→ **TASK TO CARRY OUT**:
Please write out each entry below exactly as it appears.

──────── SOURCE MATERIAL ────────

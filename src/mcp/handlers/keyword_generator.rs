use super::common::{json_result, optional_str, required_str, tool_failure, HandlerResult};
use crate::mcp::tooling::KEYWORD_GENERATOR;
use crate::{tools, AppState};
use serde_json::Value;
use std::sync::Arc;

pub async fn handle(state: Arc<AppState>, arguments: &Value) -> HandlerResult {
    let keyword = required_str(arguments, "keyword")?;
    let country = optional_str(arguments, "country", "us");
    let search_engine = optional_str(arguments, "search_engine", "Google");
    let detailed = arguments
        .get("detailed")
        .and_then(|v| v.as_bool())
        .unwrap_or(false);

    let result = if detailed {
        tools::keyword_ideas(&state, keyword, country, search_engine)
            .await
            .map(|ideas| json_result(&ideas))
    } else {
        tools::keyword_generator(&state, keyword, country, search_engine)
            .await
            .map(|keywords| json_result(&keywords))
    };

    result.unwrap_or_else(|e| tool_failure(KEYWORD_GENERATOR, e))
}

────────

→ **RESPONSE TO THIS TASK**:
filename src/mcp/handlers/keyword_generator.rs
use super::common::{json_result, optional_str, required_str, tool_failure, HandlerResult};
use crate::mcp::tooling::KEYWORD_GENERATOR;
use crate::{tools, AppState};
use serde_json::Value;
use std::sync::Arc;

pub async fn handle(state: Arc<AppState>, arguments: &Value) -> HandlerResult {
    let keyword = required_str(arguments, "keyword")?;
    let country = optional_str(arguments, "country", "us");
    let search_engine = optional_str(arguments, "search_engine", "Google");
    let detailed = arguments
        .get("detailed")
        .and_then(|v| v.as_bool())
        .unwrap_or(false);

    let result = if detailed {
        tools::keyword_ideas(&state, keyword, country, search_engine)
            .await
            .map(|ideas| json_result(&ideas))
    } else {
        tools::keyword_generator(&state, keyword, country, search_engine)
            .await
            .map(|keywords| json_result(&keywords))
    };

    result.unwrap_or_else(|e| tool_failure(KEYWORD_GENERATOR, e))
}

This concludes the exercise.